圖3 miR-16 mimics對A549細胞凋亡的影響(×200)

組別細胞凋亡率細胞周期G1期S期G2期miR-16 NC組5.48±0.5548.21±4.8232.84±3.6818.95±1.90miR-16 mimics組39.63±3.961)62.35±6.231)16.10±1.611)21.55±2.151)

與miR-16 NC組比較：1)P<0.01

2.5熒光素酶報告基因分析 miR-16 mimics+pGL3 YAP1 3′UTR-Wt組的熒光強度低于其他轉染組(P<0.01)，且另外三組間熒光強度差異無統計學意義(P>0.05)。

2.6miR-16 mimics對A549細胞中YAP1蛋白及mRNA表達量的影響 miR-16 mimics和miR-16 NC轉染A549細胞48 h后，與miR-16 NC組(0.98±0.08，0.95±0.05)比較，miR-16 mimics組YAP1蛋白(0.14±0.01)及mRNA(0.10±0.01)表達量顯著下調(P<0.01)。見圖4。

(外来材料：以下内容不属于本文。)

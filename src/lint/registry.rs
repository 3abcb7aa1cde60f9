//! Linter dispatch and result aggregation.
//!
//! The dispatcher resolves each configured linter name against the fixed
//! adapter registry and runs every resolvable entry, collecting findings
//! into one batch. No single linter can abort the batch: unknown names,
//! launch failures, and timeouts are recorded on that entry's run report
//! and the rest of the suite still runs.

use std::path::Path;
use std::time::Instant;

use rayon::prelude::*;

use crate::config::{compile_patterns, filter_files, LinterSettings, Settings};
use crate::exec::Executor;
use crate::files::list_files;
use crate::lint::adapters::adapter_for;
use crate::lint::types::{LintFinding, LintResults, Linter, LinterRunReport};

/// Run every configured linter and aggregate the findings.
///
/// Adapters are independent, so entries fan out across a rayon pool; the
/// collected results keep configuration order, and each tool's findings
/// keep that tool's own output order.
pub fn run_all(settings: &Settings, exe: &dyn Executor, root: &Path) -> LintResults {
    let start = Instant::now();
    let global_exclude = compile_patterns(&settings.lint.exclude);

    let jobs: Vec<Job> = settings
        .lint
        .linters
        .iter()
        .map(|entry| prepare_job(entry, root, &global_exclude))
        .collect();

    let runs: Vec<(LinterRunReport, Vec<LintFinding>)> = jobs
        .par_iter()
        .map(|job| execute_job(job, exe))
        .collect();

    let mut results = LintResults::default();
    for (report, findings) in runs {
        results.findings.extend(findings);
        results.reports.push(report);
    }

    results.error_count = count_severity(&results.findings, "error");
    results.warning_count = count_severity(&results.findings, "warning");
    results.duration_ms = start.elapsed().as_millis() as u64;
    results
}

enum Job {
    /// Configured name with no registered adapter
    Unknown(String),

    /// Resolved adapter plus its pre-filtered file list
    Run {
        name: String,
        linter: Linter,
        files: Vec<String>,
    },
}

fn prepare_job(entry: &LinterSettings, root: &Path, global_exclude: &[regex::Regex]) -> Job {
    let linter = match entry.name.parse::<Linter>() {
        Ok(linter) => linter,
        Err(()) => {
            tracing::warn!("Linter {} not found", entry.name);
            return Job::Unknown(entry.name.clone());
        }
    };

    let extensions = linter.file_extensions();
    let files = if extensions.is_empty() {
        // The tool discovers its own files
        Vec::new()
    } else {
        let include = compile_patterns(&entry.include);
        let mut exclude = compile_patterns(&entry.exclude);
        exclude.extend(global_exclude.iter().cloned());
        filter_files(list_files(root, extensions), &include, &exclude)
    };

    Job::Run {
        name: entry.name.clone(),
        linter,
        files,
    }
}

fn execute_job(job: &Job, exe: &dyn Executor) -> (LinterRunReport, Vec<LintFinding>) {
    match job {
        Job::Unknown(name) => (
            LinterRunReport {
                name: name.clone(),
                findings: 0,
                skipped_lines: 0,
                duration_ms: 0,
                error: Some("not registered".to_string()),
            },
            Vec::new(),
        ),
        Job::Run {
            name,
            linter,
            files,
        } => {
            let start = Instant::now();
            match adapter_for(*linter).run(exe, files) {
                Ok(outcome) => (
                    LinterRunReport {
                        name: name.clone(),
                        findings: outcome.findings.len(),
                        skipped_lines: outcome.skipped_lines,
                        duration_ms: start.elapsed().as_millis() as u64,
                        error: None,
                    },
                    outcome.findings,
                ),
                Err(err) => {
                    tracing::warn!("{} failed: {}", linter.display_name(), err);
                    (
                        LinterRunReport {
                            name: name.clone(),
                            findings: 0,
                            skipped_lines: 0,
                            duration_ms: start.elapsed().as_millis() as u64,
                            error: Some(err.to_string()),
                        },
                        Vec::new(),
                    )
                }
            }
        }
    }
}

fn count_severity(findings: &[LintFinding], severity: &str) -> usize {
    findings
        .iter()
        .filter(|f| f.severity.eq_ignore_ascii_case(severity))
        .count()
}

#[cfg(test)]
mod tests {
    use super::*;
    use crate::config::LintSettings;
    use crate::exec::mock::MockExecutor;
    use crate::exec::CommandOutput;
    use std::fs;

    fn settings_for(names: &[&str]) -> Settings {
        Settings {
            lint: LintSettings {
                linters: names.iter().map(|n| LinterSettings::named(n)).collect(),
                ..Default::default()
            },
        }
    }

    fn repo_with_yaml() -> tempfile::TempDir {
        let dir = tempfile::tempdir().unwrap();
        fs::write(dir.path().join("test.yaml"), "key: value\n").unwrap();
        dir
    }

    #[test]
    fn test_one_failing_linter_does_not_abort_the_batch() {
        let dir = repo_with_yaml();
        // yamllint answers; golangci-lint fails to launch
        let exe = MockExecutor::new(|program, _| match program {
            "yamllint" => Ok(CommandOutput {
                combined: "test.yaml:1:8: [error] no new line character at the end of file \
                           (new-line-at-end-of-file)\n"
                    .to_string(),
                status: Some(1),
            }),
            _ => Err(crate::error::ExecError::Launch {
                program: program.to_string(),
                source: std::io::Error::other("not installed"),
            }),
        });

        let results = run_all(&settings_for(&["yamllint", "golint"]), &exe, dir.path());

        assert_eq!(results.findings.len(), 1);
        assert_eq!(results.findings[0].linter, Linter::YamlLint);
        assert_eq!(results.reports.len(), 2);
        assert!(results.reports[0].error.is_none());
        assert!(results.reports[1].error.is_some());
        assert_eq!(results.failed_linters(), 1);
    }

    #[test]
    fn test_unknown_linter_is_skipped_not_fatal() {
        let dir = repo_with_yaml();
        let exe = MockExecutor::with_output(
            "test.yaml:1:1: [warning] missing document start \"---\" (document-start)\n",
        );

        let results = run_all(&settings_for(&["megalinter", "yamllint"]), &exe, dir.path());

        assert_eq!(results.findings.len(), 1);
        assert_eq!(results.reports[0].name, "megalinter");
        assert_eq!(results.reports[0].error.as_deref(), Some("not registered"));
        assert!(results.reports[1].error.is_none());
        // Only yamllint was actually invoked
        assert_eq!(exe.calls().len(), 1);
    }

    #[test]
    fn test_findings_keep_configuration_order() {
        let dir = tempfile::tempdir().unwrap();
        fs::write(dir.path().join("a.yaml"), "").unwrap();
        fs::write(dir.path().join("app.kt"), "").unwrap();

        let exe = MockExecutor::new(|program, args| match program {
            "detekt" => {
                let report = args
                    .iter()
                    .find_map(|a| a.strip_prefix("md:"))
                    .expect("no report path");
                fs::write(report, "MagicNumber - [<anonymous>] at app.kt:1:1\n").unwrap();
                Ok(CommandOutput::default())
            }
            _ => Ok(CommandOutput {
                combined: "a.yaml:1:1: [warning] missing document start \"---\" (document-start)\n"
                    .to_string(),
                status: Some(0),
            }),
        });

        let results = run_all(&settings_for(&["yamllint", "detekt"]), &exe, dir.path());

        assert_eq!(results.findings.len(), 2);
        assert_eq!(results.findings[0].linter, Linter::YamlLint);
        assert_eq!(results.findings[1].linter, Linter::Detekt);
    }

    #[test]
    fn test_severity_totals() {
        let dir = repo_with_yaml();
        let exe = MockExecutor::with_output(
            "test.yaml:1:1: [warning] missing document start \"---\" (document-start)\n\
             test.yaml:9:1: [error] duplication of key \"a\" in mapping (key-duplicates)\n",
        );

        let results = run_all(&settings_for(&["yamllint"]), &exe, dir.path());

        assert_eq!(results.error_count, 1);
        assert_eq!(results.warning_count, 1);
    }

    #[test]
    fn test_exclude_patterns_prune_the_file_list() {
        let dir = tempfile::tempdir().unwrap();
        fs::create_dir(dir.path().join("vendor")).unwrap();
        fs::write(dir.path().join("app.yaml"), "").unwrap();
        fs::write(dir.path().join("vendor/dep.yaml"), "").unwrap();

        let exe = MockExecutor::with_output("");
        let mut settings = settings_for(&["yamllint"]);
        settings.lint.exclude = vec!["^vendor/".to_string()];

        run_all(&settings, &exe, dir.path());

        let calls = exe.calls();
        assert_eq!(calls[0].1, vec!["-f", "parsable", "app.yaml"]);
    }
}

圖4 miR-16 mimics對A549細胞中YAP1 mRNA及 蛋白表達的影響

3 討 論

miRNA是一類高度保守的與靶基因3′UTR區域特異性結合的小RNA分子，其基因組常處于腫瘤基因的脆性區，因此常作為促癌miRNA或者抑癌miRNA參與腫瘤的發生發展〔3，4〕。miR-16基因組定位于13q14.3，是首個被發現與腫瘤密切相關的miRNA。miR-16在血液系統腫瘤、肺癌、乳腺癌、肝癌等腫瘤組織或血液中低表達，并成為上述癌癥早期診斷的有效指標〔6，7〕。但miR-16在肺癌中的具體作用尚不明確。

本研究結果表明肺腺癌細胞株A549、H1050、H1299，肺鱗癌細胞株NCI-H520、NCI H596中miR-16表達量均顯著低于MIRC-5，此結果與miR-16在肺癌中的表達趨勢一致〔5〕，也與miR-16在其他腫瘤細胞株中的表達趨勢類似〔8～10〕，提示miR-16在肺癌中起抑癌作用。同時，本研究結果表明miR-16 mimics能顯著誘導A549細胞凋亡，與miR-16 mimics在膠質瘤細胞、胃癌細胞中作用效果一致〔8，10〕，從而說明miR-16 mimics能顯著抑制A549細胞增殖，并誘導細胞凋亡。腫瘤細胞的無限增殖源自于細胞周期的紊亂與不可控制，特別是細胞周期調控點G1、S、G2，已經成為眾多抗癌藥物的作用靶點之一〔11，12〕。本研究結果也表明miR-16 mimics能顯著阻滯A549細胞周期于G1期。

miRNA在腫瘤細胞中主要通過調控下游靶基因的轉錄發揮其生物學效應〔8，9〕。本研究前期通過靶基因預測軟件miRanda發現了YAP1可能是miR-16的靶基因之一，miR-16與YAP1的3′UTR區域可能互補，因此本研究對此展開了進一步的驗證。YAP1蛋白是YAP1基因的編碼產物，是一種富含脯氨酸的磷蛋白，含有8種異構體，是Hippo信號通路中的關鍵一員，在包括肺癌在內的多種腫瘤組織中高表達。YAP1通過Hippo信號通路參與細胞的生長、分化與凋亡等生物學過程〔13〕。YAP1在正常生理條件下不表達或者低表達，在被上游信號激活后，能夠極大加速細胞的增殖及惡性轉化。目前對YAP1的了解還有限制，已報道YAP1能與miRNA相互作用進而發揮功能〔14〕。本研究利用熒光素酶報告基因證實了miR-16能夠特異性結合于YAP1的3′UTR區域，使熒光強度降低；同時，RT-PCR及Western印跡結果也說明miR-16能夠負性調控YAP1表達，二者存在靶向調控關系。有研究表明沉默YAP1表達能顯著抑制A549細胞增殖〔15〕，進而說明上調miR-16表達負性調控YAP1表達能夠顯著抑制A549細胞增殖。

綜上所述，miR-16在肺癌細胞株中低表達，上調miR-16表達能顯著降低A549細胞活力及細胞克隆數目，誘導細胞凋亡，阻滯細胞周期于G1期，是通過靶向下調YAP1表達實現的。